Walking Away From the Mainframe
TmaxSoft says it's possible -- without wrecking your apps.
- By Dan Kusnetzky
Recently, I mentioned the results of a BMC-sponsored survey that suggested that enterprises weren't running away from their mainframe-based solutions. But representatives from TmaxSoft suggested that their customers are doing exactly that: leaving their mainframe-based solutions behind using the company's OpenFrame.
TmaxSoft says its OpenFrame makes it possible to re-host mainframe solutions and move them to UNIX, Linux or z/Linux-based computing environments. I suspect that the z/Linux platform is pitched as an easier first move because solutions could execute in virtual machines (VMs) on the same mainframe as before. Here's the company's pitch:
With OpenFrame we capture your COBOL or PL/1 applications (written for CICS and IMS DC), corresponding JCL programs and utilities, and any RACF/ACF2 security all at once. This target is then analyzed for efficiency using OpenFrame automated tools. Our customers typically find that around 20% of the application code have never been executed, so many lines of code can be eliminated without impact. This assures the project will produce improved performance results even before considering the advantages of faster and newer hardware.
OpenFrame then further reduces the effort and time required for acceptance verification. Because OpenFrame has its own built in test tool, users can quickly determine that business functionality is preserved without needing to learn, set up, and manipulate a third-party test tool.
At first I was rather skeptical about the claims being made by TmaxSoft. I can't tell you how many times company executives have told me about failed attempts to move a custom, homebuilt, mainframe-based solution to some other platform. Mainframe-based solutions, after all, are typically complex productions in which the enterprise's code is tightly integrated with the mainframe operating system; a transaction or batch processing monitor; and a mix of assembler, COBOL and, possibly PL/I code, all supported by a mainframe database engine.
Dan's Take: The All-Or-Nothing Challenge
The challenge for enterprises has always been the "all-or-nothing" challenge posed by these applications. Everything has to be moved at once or the enterprise suffers. The suffering typically centers on under-performance; increased complexity caused by bringing functions over piecemeal; or having to add new development or operational staff to support the target environment. In the end, the savings on hardware or software turns out to be less than the increased costs required of a hybrid computing solution.

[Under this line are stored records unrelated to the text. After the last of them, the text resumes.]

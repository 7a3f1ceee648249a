use std::collections::HashMap;
use std::sync::atomic::{AtomicU64, Ordering};

use async_trait::async_trait;
use chrono::Utc;
use dashmap::{DashMap, mapref::entry::Entry};
use uuid::Uuid;

use super::{PostStore, UserDirectory, validate_post};
use crate::errors::StoreError;
use crate::models::{NewPost, Post, User};

/// `DashMap`-backed post store.
///
/// Each post carries an insertion sequence number so posts sharing a
/// timestamp still list newest-insertion first.
#[derive(Default)]
pub struct MemoryPostStore {
    posts: DashMap<Uuid, (u64, Post)>,
    seq: AtomicU64,
}

impl MemoryPostStore {
    pub fn new() -> Self {
        Self::default()
    }
}

#[async_trait]
impl PostStore for MemoryPostStore {
    async fn create(&self, new: NewPost) -> Result<Post, StoreError> {
        validate_post(&new.title, &new.body)?;

        let post = Post {
            id: Uuid::new_v4(),
            title: new.title,
            body: new.body,
            tags: new.tags,
            image_url: new.image_url,
            author: new.author,
            created_at: Utc::now(),
        };
        let seq = self.seq.fetch_add(1, Ordering::Relaxed);
        self.posts.insert(post.id, (seq, post.clone()));
        Ok(post)
    }

    async fn find_all_newest_first(&self) -> Result<Vec<Post>, StoreError> {
        let mut entries: Vec<(u64, Post)> = self
            .posts
            .iter()
            .map(|entry| entry.value().clone())
            .collect();

        entries.sort_by(|(seq_a, a), (seq_b, b)| {
            b.created_at
                .cmp(&a.created_at)
                .then_with(|| seq_b.cmp(seq_a))
        });

        Ok(entries.into_iter().map(|(_, post)| post).collect())
    }

    async fn find_by_id(&self, id: Uuid) -> Result<Option<Post>, StoreError> {
        Ok(self.posts.get(&id).map(|entry| entry.value().1.clone()))
    }

    async fn save(&self, post: Post) -> Result<Post, StoreError> {
        validate_post(&post.title, &post.body)?;

        let mut entry = self
            .posts
            .get_mut(&post.id)
            .ok_or(StoreError::NotFound)?;
        entry.1 = post.clone();
        Ok(post)
    }

    async fn remove(&self, id: Uuid) -> Result<bool, StoreError> {
        Ok(self.posts.remove(&id).is_some())
    }
}

/// `DashMap`-backed user accounts with an email index.
#[derive(Default)]
pub struct MemoryUserDirectory {
    users: DashMap<Uuid, User>,
    email_index: DashMap<String, Uuid>,
}

impl MemoryUserDirectory {
    pub fn new() -> Self {
        Self::default()
    }
}

#[async_trait]
impl UserDirectory for MemoryUserDirectory {
    async fn insert(&self, user: User) -> Result<User, StoreError> {
        match self.email_index.entry(user.email.clone()) {
            Entry::Occupied(_) => Err(StoreError::Duplicate(user.email)),
            Entry::Vacant(slot) => {
                slot.insert(user.id);
                self.users.insert(user.id, user.clone());
                Ok(user)
            }
        }
    }

    async fn find_by_email(&self, email: &str) -> Result<Option<User>, StoreError> {
        let Some(id) = self.email_index.get(email).map(|id| *id) else {
            return Ok(None);
        };
        Ok(self.users.get(&id).map(|user| user.clone()))
    }

    async fn find_by_id(&self, id: Uuid) -> Result<Option<User>, StoreError> {
        Ok(self.users.get(&id).map(|user| user.clone()))
    }

    async fn names(&self, ids: &[Uuid]) -> Result<HashMap<Uuid, String>, StoreError> {
        Ok(ids
            .iter()
            .filter_map(|id| self.users.get(id).map(|user| (*id, user.name.clone())))
            .collect())
    }
}

#[cfg(test)]
mod tests {
    use super::*;

    fn new_post(title: &str, author: Uuid) -> NewPost {
        NewPost {
            title: title.to_string(),
            body: "body".to_string(),
            tags: vec![],
            image_url: None,
            author,
        }
    }

    fn user(email: &str, name: &str) -> User {
        User {
            id: Uuid::new_v4(),
            email: email.to_string(),
            name: name.to_string(),
            hashed_password: "x".to_string(),
            created_at: Utc::now(),
        }
    }

    #[tokio::test]
    async fn create_assigns_id_and_keeps_fields() {
        let store = MemoryPostStore::new();
        let author = Uuid::new_v4();
        let post = store.create(new_post("hello", author)).await.unwrap();

        assert_eq!(post.title, "hello");
        assert_eq!(post.author, author);
        let found = store.find_by_id(post.id).await.unwrap().unwrap();
        assert_eq!(found.id, post.id);
    }

    #[tokio::test]
    async fn create_rejects_missing_title_and_body() {
        let store = MemoryPostStore::new();
        let mut post = new_post("", Uuid::new_v4());
        post.body.clear();

        let err = store.create(post).await.unwrap_err();
        assert!(matches!(err, StoreError::Validation(_)));
        assert!(err.to_string().contains("title"));
        assert!(err.to_string().contains("body"));
        assert!(store.find_all_newest_first().await.unwrap().is_empty());
    }

    #[tokio::test]
    async fn lists_newest_first() {
        let store = MemoryPostStore::new();
        let author = Uuid::new_v4();
        for title in ["first", "second", "third"] {
            store.create(new_post(title, author)).await.unwrap();
        }

        let titles: Vec<String> = store
            .find_all_newest_first()
            .await
            .unwrap()
            .into_iter()
            .map(|p| p.title)
            .collect();
        assert_eq!(titles, vec!["third", "second", "first"]);
    }

    #[tokio::test]
    async fn save_overwrites_existing_post() {
        let store = MemoryPostStore::new();
        let mut post = store.create(new_post("old", Uuid::new_v4())).await.unwrap();
        post.title = "new".to_string();
        store.save(post.clone()).await.unwrap();

        assert_eq!(store.find_by_id(post.id).await.unwrap().unwrap().title, "new");
    }

    #[tokio::test]
    async fn save_rejects_emptied_title() {
        let store = MemoryPostStore::new();
        let mut post = store.create(new_post("old", Uuid::new_v4())).await.unwrap();
        post.title.clear();

        assert!(store.save(post).await.is_err());
    }

    #[tokio::test]
    async fn save_after_remove_is_not_found() {
        let store = MemoryPostStore::new();
        let post = store.create(new_post("gone", Uuid::new_v4())).await.unwrap();
        store.remove(post.id).await.unwrap();

        let err = store.save(post).await.unwrap_err();
        assert!(matches!(err, StoreError::NotFound));
    }

    #[tokio::test]
    async fn remove_reports_whether_anything_was_removed() {
        let store = MemoryPostStore::new();
        let post = store.create(new_post("gone", Uuid::new_v4())).await.unwrap();

        assert!(store.remove(post.id).await.unwrap());
        assert!(!store.remove(post.id).await.unwrap());
        assert!(store.find_by_id(post.id).await.unwrap().is_none());
    }

    #[tokio::test]
    async fn duplicate_email_is_rejected() {
        let users = MemoryUserDirectory::new();
        users.insert(user("a@example.com", "Ann")).await.unwrap();

        let err = users.insert(user("a@example.com", "Other")).await.unwrap_err();
        assert!(matches!(err, StoreError::Duplicate(_)));
    }

    #[tokio::test]
    async fn names_skips_unknown_ids() {
        let users = MemoryUserDirectory::new();
        let ann = users.insert(user("a@example.com", "Ann")).await.unwrap();
        let ghost = Uuid::new_v4();

        let names = users.names(&[ann.id, ghost]).await.unwrap();
        assert_eq!(names.get(&ann.id).map(String::as_str), Some("Ann"));
        assert!(!names.contains_key(&ghost));
    }
}
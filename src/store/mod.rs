//! Persistence seams for posts and user accounts.

mod memory;

use std::collections::HashMap;

use async_trait::async_trait;
use uuid::Uuid;

use crate::errors::StoreError;
use crate::models::{NewPost, Post, User};

pub use memory::{MemoryPostStore, MemoryUserDirectory};

#[async_trait]
pub trait PostStore: Send + Sync {
    /// Validate and persist a new post, assigning its id and creation time.
    async fn create(&self, post: NewPost) -> Result<Post, StoreError>;

    /// Every post, newest first.
    async fn find_all_newest_first(&self) -> Result<Vec<Post>, StoreError>;

    async fn find_by_id(&self, id: Uuid) -> Result<Option<Post>, StoreError>;

    /// Overwrite an existing post. Fails with [`StoreError::NotFound`] when
    /// the post was removed in the meantime.
    async fn save(&self, post: Post) -> Result<Post, StoreError>;

    /// Returns `false` when there was nothing to remove.
    async fn remove(&self, id: Uuid) -> Result<bool, StoreError>;
}

#[async_trait]
pub trait UserDirectory: Send + Sync {
    /// Fails with [`StoreError::Duplicate`] when the email is taken.
    async fn insert(&self, user: User) -> Result<User, StoreError>;

    async fn find_by_email(&self, email: &str) -> Result<Option<User>, StoreError>;

    async fn find_by_id(&self, id: Uuid) -> Result<Option<User>, StoreError>;

    /// Display names for the given ids. Unknown ids are absent from the map.
    async fn names(&self, ids: &[Uuid]) -> Result<HashMap<Uuid, String>, StoreError>;
}

/// Required-field checks applied on every write.
pub(crate) fn validate_post(title: &str, body: &str) -> Result<(), StoreError> {
    let missing: Vec<&str> = [("title", title), ("body", body)]
        .into_iter()
        .filter(|(_, value)| value.is_empty())
        .map(|(field, _)| field)
        .collect();

    if missing.is_empty() {
        return Ok(());
    }

    let reasons: Vec<String> = missing.iter().map(|f| format!("{f} is required")).collect();
    Err(StoreError::Validation(format!(
        "Post validation failed: {}",
        reasons.join(", ")
    )))
}
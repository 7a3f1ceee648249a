mod health;
mod post;
mod user;

pub use health::health_check;
pub use post::{create_post, delete_post, get_post, list_posts, update_post};
pub use user::{get_current_user, login, signup};
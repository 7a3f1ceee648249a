//! Local disk storage for post images.

use std::io;
use std::path::{Path, PathBuf};

use uuid::Uuid;

/// URL prefix under which stored files are served.
pub const UPLOAD_URL_PREFIX: &str = "/uploads";

#[derive(Debug, Clone)]
pub struct UploadStore {
    dir: PathBuf,
}

impl UploadStore {
    pub fn new(dir: impl Into<PathBuf>) -> Self {
        Self { dir: dir.into() }
    }

    pub fn dir(&self) -> &Path {
        &self.dir
    }

    pub async fn ensure_dir(&self) -> io::Result<()> {
        tokio::fs::create_dir_all(&self.dir).await
    }

    /// Write `data` under a fresh random name (32 hex chars, no extension)
    /// and return that name.
    pub async fn save(&self, data: &[u8]) -> io::Result<String> {
        let name = Uuid::new_v4().simple().to_string();
        tokio::fs::write(self.dir.join(&name), data).await?;
        Ok(name)
    }

    pub async fn discard(&self, name: &str) -> io::Result<()> {
        tokio::fs::remove_file(self.dir.join(name)).await
    }

    pub fn url_for(name: &str) -> String {
        format!("{UPLOAD_URL_PREFIX}/{name}")
    }
}

#[cfg(test)]
mod tests {
    use super::*;
    use tempfile::TempDir;

    #[tokio::test]
    async fn saves_under_generated_name() {
        let tmp = TempDir::new().unwrap();
        let store = UploadStore::new(tmp.path());

        let name = store.save(b"png bytes").await.unwrap();
        assert_eq!(name.len(), 32);
        assert!(name.chars().all(|c| c.is_ascii_hexdigit()));
        assert_eq!(std::fs::read(tmp.path().join(&name)).unwrap(), b"png bytes");

        store.discard(&name).await.unwrap();
        assert!(!tmp.path().join(&name).exists());
    }

    #[tokio::test]
    async fn ensure_dir_creates_nested_directories() {
        let tmp = TempDir::new().unwrap();
        let store = UploadStore::new(tmp.path().join("a").join("b"));

        store.ensure_dir().await.unwrap();
        assert!(store.dir().is_dir());
    }

    #[test]
    fn urls_use_the_fixed_prefix() {
        assert_eq!(UploadStore::url_for("abc"), "/uploads/abc");
    }
}
mod post;
mod user;

pub use post::{NewPost, Post, split_tags};
pub use user::User;
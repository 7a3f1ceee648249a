use axum::{
    Json,
    extract::rejection::JsonRejection,
    http::StatusCode,
    response::{IntoResponse, Response},
};
use thiserror::Error;
use tracing::error;

#[derive(Debug, Error)]
pub enum ApiError {
    #[error("Invalid credentials")]
    InvalidCredentials,
    #[error("User already exists")]
    UserAlreadyExists,
    #[error("Unauthorized")]
    Unauthorized,
    #[error("Forbidden")]
    Forbidden,
    #[error("Not found")]
    NotFound,
    #[error("{0}")]
    ValidationError(String),
    #[error("Too many requests")]
    RateLimited,
    /// Store or upload failure whose message is shown to the caller as is.
    #[error("{0}")]
    Store(String),
    #[error("Internal server error")]
    InternalError(String),
}

/// Failures reported by a [`PostStore`](crate::store::PostStore) or
/// [`UserDirectory`](crate::store::UserDirectory).
#[derive(Debug, Error)]
pub enum StoreError {
    #[error("{0}")]
    Validation(String),
    #[error("Duplicate entry: {0}")]
    Duplicate(String),
    #[error("Not found")]
    NotFound,
    #[error("{0}")]
    Backend(String),
}

impl From<StoreError> for ApiError {
    fn from(err: StoreError) -> Self {
        match err {
            StoreError::Duplicate(_) => ApiError::UserAlreadyExists,
            StoreError::NotFound => ApiError::NotFound,
            other => ApiError::Store(other.to_string()),
        }
    }
}

/// Malformed JSON bodies keep the `{"message"}` shape instead of axum's
/// plain-text rejection.
impl From<JsonRejection> for ApiError {
    fn from(rejection: JsonRejection) -> Self {
        ApiError::ValidationError(rejection.body_text())
    }
}

impl ApiError {
    pub fn status(&self) -> StatusCode {
        match self {
            ApiError::InvalidCredentials | ApiError::Unauthorized => StatusCode::UNAUTHORIZED,
            ApiError::UserAlreadyExists => StatusCode::CONFLICT,
            ApiError::Forbidden => StatusCode::FORBIDDEN,
            ApiError::NotFound => StatusCode::NOT_FOUND,
            ApiError::ValidationError(_) => StatusCode::BAD_REQUEST,
            ApiError::RateLimited => StatusCode::TOO_MANY_REQUESTS,
            ApiError::Store(_) | ApiError::InternalError(_) => StatusCode::INTERNAL_SERVER_ERROR,
        }
    }
}

/// Every error renders as `{"message": ...}`. Internal errors are logged and
/// replaced by a generic message.
impl IntoResponse for ApiError {
    fn into_response(self) -> Response {
        let status = self.status();
        match &self {
            ApiError::InternalError(msg) => error!("Internal error: {}", msg),
            ApiError::Store(msg) => error!("Store failure: {}", msg),
            _ => {}
        }

        (
            status,
            Json(serde_json::json!({
              "message": self.to_string()
            })),
        )
            .into_response()
    }
}
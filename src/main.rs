use posts_api::{AppState, Config, create_app};
use tracing::{error, info};
use tracing_subscriber::EnvFilter;

#[tokio::main]
async fn main() {
    dotenvy::dotenv().ok();

    // Initialize logging
    tracing_subscriber::fmt()
        .with_env_filter(
            EnvFilter::try_from_default_env()
                .unwrap_or_else(|_| EnvFilter::new("info,posts_api=debug,tower_http=debug")),
        )
        .with_target(false)
        .compact()
        .init();

    if let Err(e) = run().await {
        error!("Server failed: {}", e);
        std::process::exit(1);
    }
}

async fn run() -> Result<(), Box<dyn std::error::Error>> {
    let config = Config::from_env()?;
    let addr = config.addr();

    let state = AppState::new(config);
    state.uploads.ensure_dir().await?;

    let app = create_app(state);
    let listener = tokio::net::TcpListener::bind(&addr).await?;

    info!("Server running on http://{}", addr);
    info!("API Endpoints:");
    info!("  GET    /health              - Health check");
    info!("  POST   /api/auth/signup     - Create account");
    info!("  POST   /api/auth/login      - Login");
    info!("  GET    /api/users/me        - Get current user (auth)");
    info!("  POST   /api/posts           - Create post (auth, multipart)");
    info!("  GET    /api/posts           - List posts, newest first");
    info!("  GET    /api/posts/{{id}}      - Get specific post");
    info!("  PUT    /api/posts/{{id}}      - Update post (auth, author only)");
    info!("  DELETE /api/posts/{{id}}      - Delete post (auth, author only)");
    info!("  GET    /uploads/{{name}}      - Uploaded images");

    axum::serve(listener, app).await?;
    Ok(())
}
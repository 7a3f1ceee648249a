use axum::Json;
use chrono::Utc;

/// GET /health
/// Response: 200 OK with JSON
pub async fn health_check() -> Json<serde_json::Value> {
    Json(serde_json::json!({
      "status": "healthy",
      "timestamp": Utc::now().timestamp()
    }))
}
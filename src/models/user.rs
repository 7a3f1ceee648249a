use chrono::{DateTime, Utc};
use serde::{Deserialize, Serialize};
use uuid::Uuid;

#[derive(Debug, Clone, Serialize, Deserialize)]
#[serde(rename_all = "camelCase")]
pub struct User {
    pub id: Uuid,
    pub email: String,
    pub name: String,
    #[serde(skip_serializing)]
    pub hashed_password: String,
    pub created_at: DateTime<Utc>,
}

Some have chosen instead to lift whole functions and substitute cloud-based solutions, or just replace the whole custom solution with a less custom, off-the-shelf piece of packaged software. The enterprise decision makers appear, in these cases, to have accepted having less customization in exchange for some benefit: better performance, made possible by using a cluster or grid of industry standard systems; increased ease in finding development and operational staff; or reduced costs for additional hardware, software and software components that can be found in the industry-standard world.
TmaxSoft has done quite a bit of work to re-create many important components of the mainframe-computing environment. This work means that the basic architecture of the solution doesn't have to be changed. Their tools, TmaxSoft would say, could simply be dropped in and the entire solution could be re-hosted on a number of different computing environments.
The company also points out that this move could simply be part of a larger change: "For many organizations, the ultimate solution for mainframe applications is a fully rewritten application using a language like JAVA. But such major rewrite projects require time and risk, with both hard to mitigate. Meantime, the mainframe hardware costs continue to rise. Many TmaxSoft customers have chosen to use OpenFrame as an intermediary step. This way they get it all: the advantages of faster and cheaper cloud infrastructure now, and fully rewritten applications later."
Time To Move On?
I've asked to speak with a TmaxSoft customer to learn about their journey off the mainframe. Until then, if your organization is considering what to do with mainframe-based solutions and has come to the conclusion that it is time to move on, TmaxSoft may have just the tools and experience you need.
Daniel Kusnetzky, a reformed software engineer and product manager, founded Kusnetzky Group LLC in 2006. He's literally written the book on virtualization and often comments on cloud computing, mobility and systems software. He has been a business unit manager at a hardware company and head of corporate marketing and strategy at a software company.